Contributor Spotlight: Claire Scott

“Not Exactly Genesis,” ‘Stories Don’t Always Land Straight,” and “Trace Fossils” by Claire Scott appeared in Issue 31 and can be read here.

We’d love to hear more about these poems.

I find it fun to reimagine myths and Bible stories like in “Not Exactly Genesis.” The poor snake is usually demonized, so I played with the role of the snake. And Adam usually gets to be the hero of the story. “Stories Don’t Always Stand Straight” and “Trace Fossils” are poems about memory, which fascinates me.  Memory is so fluid and we create and recreate our memories each time we revisit them. The gaps in memory protect us until when and if we can assimilate them. “Trace Fossils” deals with what kinds of memories we leave behind at our death, pale echoes of the living person. I found the concept poignant.

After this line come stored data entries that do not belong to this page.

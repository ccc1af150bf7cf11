#![warn(clippy::pedantic)]
// Noisy doc/signature lints on a small pub API
#![allow(clippy::missing_errors_doc)]
#![allow(clippy::missing_panics_doc)]
#![allow(clippy::must_use_candidate)]
// Style preference: format!("{}", x) over format!("{x}") for complex exprs
#![allow(clippy::uninlined_format_args)]
// blocks::elements::ButtonStyle and friends
#![allow(clippy::module_name_repetitions)]

pub mod blocks;
pub mod cli;
pub mod config;
pub mod errors;
pub mod gateway;
pub mod interactions;
pub mod report;
pub mod slack;
pub(crate) mod utils;

/// Re-exports for fuzz targets. Not part of the public API.
#[doc(hidden)]
pub mod fuzz_api {
    pub use crate::config::loader::parse_config;
    pub use crate::gateway::{compute_slack_signature, verify_slack_signature};
    pub use crate::interactions::parse_form_body;
    pub use crate::report::{MAX_METADATA_CHARS, ReportContext};
}

pub const VERSION: &str = env!("CARGO_PKG_VERSION");
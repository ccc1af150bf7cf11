use super::schema::Config;

macro_rules! define_credentials {
    ($( $name:literal, $env:literal => $($path:ident).+ );* $(;)?) => {
        /// (slot name, env var name) pairs.
        pub const CREDENTIAL_ENV_VARS: &[(&str, &str)] = &[$(($name, $env)),*];

        /// Get the current value of a credential field by slot name.
        pub fn get_credential_value<'a>(config: &'a Config, name: &str) -> Option<&'a str> {
            match name {
                $($name => Some(config.$($path).+.as_str()),)*
                _ => None,
            }
        }

        /// Apply overrides from `lookup`, which maps an env var name to its value.
        ///
        /// Set, non-empty values overwrite the corresponding config field.
        pub fn apply_overrides_from(config: &mut Config, lookup: impl Fn(&str) -> Option<String>) {
            $(
                if let Some(val) = lookup($env) {
                    if !val.is_empty() {
                        config.$($path).+ = val;
                    }
                }
            )*
        }
    };
}

define_credentials! {
    "slack-bot-token",      "SLACK_MODERATOR_BOT_TOKEN"      => slack.bot_token;
    "slack-signing-secret", "SLACK_MODERATOR_SIGNING_SECRET" => slack.signing_secret;
    "slack-webhook-url",    "SLACK_MODERATOR_WEBHOOK_URL"    => slack.webhook_url;
}

/// Apply environment variable overrides.
///
/// Lets secrets be injected without touching the config file (useful for
/// containers and CI).
pub fn apply_env_overrides(config: &mut Config) {
    apply_overrides_from(config, |name| std::env::var(name).ok());
}
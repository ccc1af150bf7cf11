use thiserror::Error;

/// Typed error hierarchy for slack-moderator.
///
/// Use at module boundaries (config validation, Slack calls, payload and
/// metadata decoding). The loader and CLI wrap it in `anyhow` context.
#[derive(Debug, Error)]
pub enum ModeratorError {
    #[error("Configuration error: {0}")]
    Config(String),

    /// Slack answered with `ok: false` (or a non-2xx status for webhook and
    /// response URL posts).
    #[error("Slack API error: {method}: {error}")]
    SlackApi { method: String, error: String },

    #[error("HTTP error: {0}")]
    Http(#[from] reqwest::Error),

    /// Inbound request body that is not a usable interaction payload.
    #[error("Invalid interaction payload: {0}")]
    Payload(String),

    #[error("Invalid report metadata: {0}")]
    Metadata(#[from] serde_json::Error),

    #[error("Invalid message timestamp {value:?}: {source}")]
    Timestamp {
        value: String,
        source: std::num::ParseFloatError,
    },
}

/// Convenience alias for results using `ModeratorError`.
pub type ModeratorResult<T> = std::result::Result<T, ModeratorError>;

impl ModeratorError {
    pub fn slack_api(method: impl Into<String>, error: impl Into<String>) -> Self {
        Self::SlackApi {
            method: method.into(),
            error: error.into(),
        }
    }

    /// Whether the failure is transient. Nothing is retried; this only
    /// decides how loudly a failure is logged.
    pub fn is_retryable(&self) -> bool {
        match self {
            Self::Http(e) => e.is_timeout() || e.is_connect(),
            Self::SlackApi { error, .. } => {
                matches!(error.as_str(), "ratelimited" | "internal_error" | "fatal_error")
                    || error.starts_with("status 5")
            }
            Self::Config(_)
            | Self::Payload(_)
            | Self::Metadata(_)
            | Self::Timestamp { .. } => false,
        }
    }
}
use serde::{Deserialize, Serialize};
use tracing::warn;

use crate::errors::ModeratorError;

/// Generates a `Debug` impl that redacts secret fields.
///
/// Field specifiers:
/// - `field_name`: printed normally via `&self.field_name`
/// - `redact(field_name)`: `String` field, shows `[empty]` or `[REDACTED]`
macro_rules! redact_debug {
    (@field $builder:ident, $self:ident, redact($field:ident)) => {
        $builder.field(
            stringify!($field),
            &if $self.$field.is_empty() {
                "[empty]"
            } else {
                "[REDACTED]"
            },
        );
    };
    (@field $builder:ident, $self:ident, $field:ident) => {
        $builder.field(stringify!($field), &$self.$field);
    };

    (@fields $builder:ident, $self:ident,) => {};
    (@fields $builder:ident, $self:ident, redact($field:ident), $($rest:tt)*) => {
        redact_debug!(@field $builder, $self, redact($field));
        redact_debug!(@fields $builder, $self, $($rest)*);
    };
    (@fields $builder:ident, $self:ident, $field:ident, $($rest:tt)*) => {
        redact_debug!(@field $builder, $self, $field);
        redact_debug!(@fields $builder, $self, $($rest)*);
    };

    ($struct_name:ident, $($fields:tt)*) => {
        impl std::fmt::Debug for $struct_name {
            fn fmt(&self, f: &mut std::fmt::Formatter<'_>) -> std::fmt::Result {
                let mut builder = f.debug_struct(stringify!($struct_name));
                redact_debug!(@fields builder, self, $($fields)*);
                builder.finish()
            }
        }
    };
}

// ---------------------------------------------------------------------------
// Slack
// ---------------------------------------------------------------------------

pub const DEFAULT_SLACK_API_BASE: &str = "https://slack.com/api";

fn default_api_base() -> String {
    DEFAULT_SLACK_API_BASE.to_string()
}

#[derive(Clone, Serialize, Deserialize)]
pub struct SlackConfig {
    /// Bot User OAuth token (`xoxb-...`), needs `chat:write`, `users:read`
    /// and the `commands` scope for the message shortcut.
    #[serde(default, rename = "botToken")]
    pub bot_token: String,
    /// App signing secret used to verify inbound interaction requests.
    #[serde(default, rename = "signingSecret")]
    pub signing_secret: String,
    /// Incoming webhook that delivers reports to the moderators' channel.
    /// The URL embeds a credential, so it is treated as a secret.
    #[serde(default, rename = "webhookUrl")]
    pub webhook_url: String,
    #[serde(default = "default_api_base", rename = "apiBase")]
    pub api_base: String,
}

impl Default for SlackConfig {
    fn default() -> Self {
        Self {
            bot_token: String::new(),
            signing_secret: String::new(),
            webhook_url: String::new(),
            api_base: default_api_base(),
        }
    }
}

redact_debug!(
    SlackConfig,
    redact(bot_token),
    redact(signing_secret),
    redact(webhook_url),
    api_base,
);

// ---------------------------------------------------------------------------
// Gateway
// ---------------------------------------------------------------------------

fn default_host() -> String {
    "127.0.0.1".to_string()
}

fn default_port() -> u16 {
    8080
}

fn default_path() -> String {
    "/slack/interactions".to_string()
}

#[derive(Debug, Clone, Serialize, Deserialize)]
pub struct GatewayConfig {
    #[serde(default = "default_host")]
    pub host: String,
    #[serde(default = "default_port")]
    pub port: u16,
    /// Request URL configured under the app's "Interactivity & Shortcuts".
    #[serde(default = "default_path")]
    pub path: String,
}

impl Default for GatewayConfig {
    fn default() -> Self {
        Self {
            host: default_host(),
            port: default_port(),
            path: default_path(),
        }
    }
}

// ---------------------------------------------------------------------------
// Top-level Config
// ---------------------------------------------------------------------------

#[derive(Debug, Clone, Serialize, Deserialize, Default)]
pub struct Config {
    #[serde(default)]
    pub slack: SlackConfig,
    #[serde(default)]
    pub gateway: GatewayConfig,
}

impl Config {
    /// Validate configuration values
    pub fn validate(&self) -> Result<(), ModeratorError> {
        self.validate_slack()?;
        self.validate_gateway()?;
        Ok(())
    }

    fn validate_slack(&self) -> Result<(), ModeratorError> {
        let s = &self.slack;

        if s.bot_token.is_empty() {
            return Err(ModeratorError::Config(
                "slack.botToken is required".into(),
            ));
        }
        if !s.bot_token.starts_with("xoxb-") {
            warn!("slack.botToken does not look like a bot token (expected xoxb- prefix)");
        }
        if s.webhook_url.is_empty() {
            return Err(ModeratorError::Config(
                "slack.webhookUrl is required".into(),
            ));
        }
        require_http_url("slack.webhookUrl", &s.webhook_url)?;
        require_http_url("slack.apiBase", &s.api_base)?;
        if s.signing_secret.is_empty() {
            warn!("slack.signingSecret is empty, inbound requests will not be verified");
        }
        Ok(())
    }

    fn validate_gateway(&self) -> Result<(), ModeratorError> {
        let g = &self.gateway;

        if g.port == 0 {
            return Err(ModeratorError::Config("gateway.port must be > 0".into()));
        }
        if g.port < 1024 {
            warn!(
                "gateway.port {} is a privileged port (< 1024), may require elevated permissions",
                g.port
            );
        }
        if !g.path.starts_with('/') {
            return Err(ModeratorError::Config(
                "gateway.path must start with '/'".into(),
            ));
        }
        if g.path == crate::gateway::HEALTH_PATH {
            return Err(ModeratorError::Config(format!(
                "gateway.path must not be {}",
                crate::gateway::HEALTH_PATH
            )));
        }
        Ok(())
    }
}

fn require_http_url(key: &str, value: &str) -> Result<(), ModeratorError> {
    let parsed = url::Url::parse(value)
        .map_err(|e| ModeratorError::Config(format!("{key} is not a valid URL: {e}")))?;
    match parsed.scheme() {
        "http" | "https" => Ok(()),
        other => Err(ModeratorError::Config(format!(
            "{key} must use http or https, got {other}"
        ))),
    }
}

What was the most difficult in writing this set?

I loved the term “Trace Fossils” and wanted to see what I could do with it. It was hard to imagine the death of my partner while at the same time avoiding melodrama or clichés. I tried to stick with facts, letting the reader fill in the feelings. I hope it worked!

Recommend a book for us which was published within the last decade.

I just finished The Code Breaker by Walter Isaacson about CRISPR technology. I think gene editing presents many ethical issues which this book addresses beautifully. Plus I am a science geek and wanted to understand the biological process. I was blown away by the brilliance of Jennifer Doudna who won a 2020 Nobel Prize. This book is wonderfully relevant to our current pandemic, discussing how we might be able to control future viruses by altering bits of DNA.

If you could have a drink with any living author who would it be and why?

 

I so enjoyed Underland by Robert Macfarlane. Another science book! I found many of the terms he introduced me to were an inspiration for poems. He has an amazing sense of adventure and traveled all over the world to research this book. He also writes beautifully and thoughtfully about the earth’s underworld. I would love to learn more about him and his background.

What are you working on now? What’s next?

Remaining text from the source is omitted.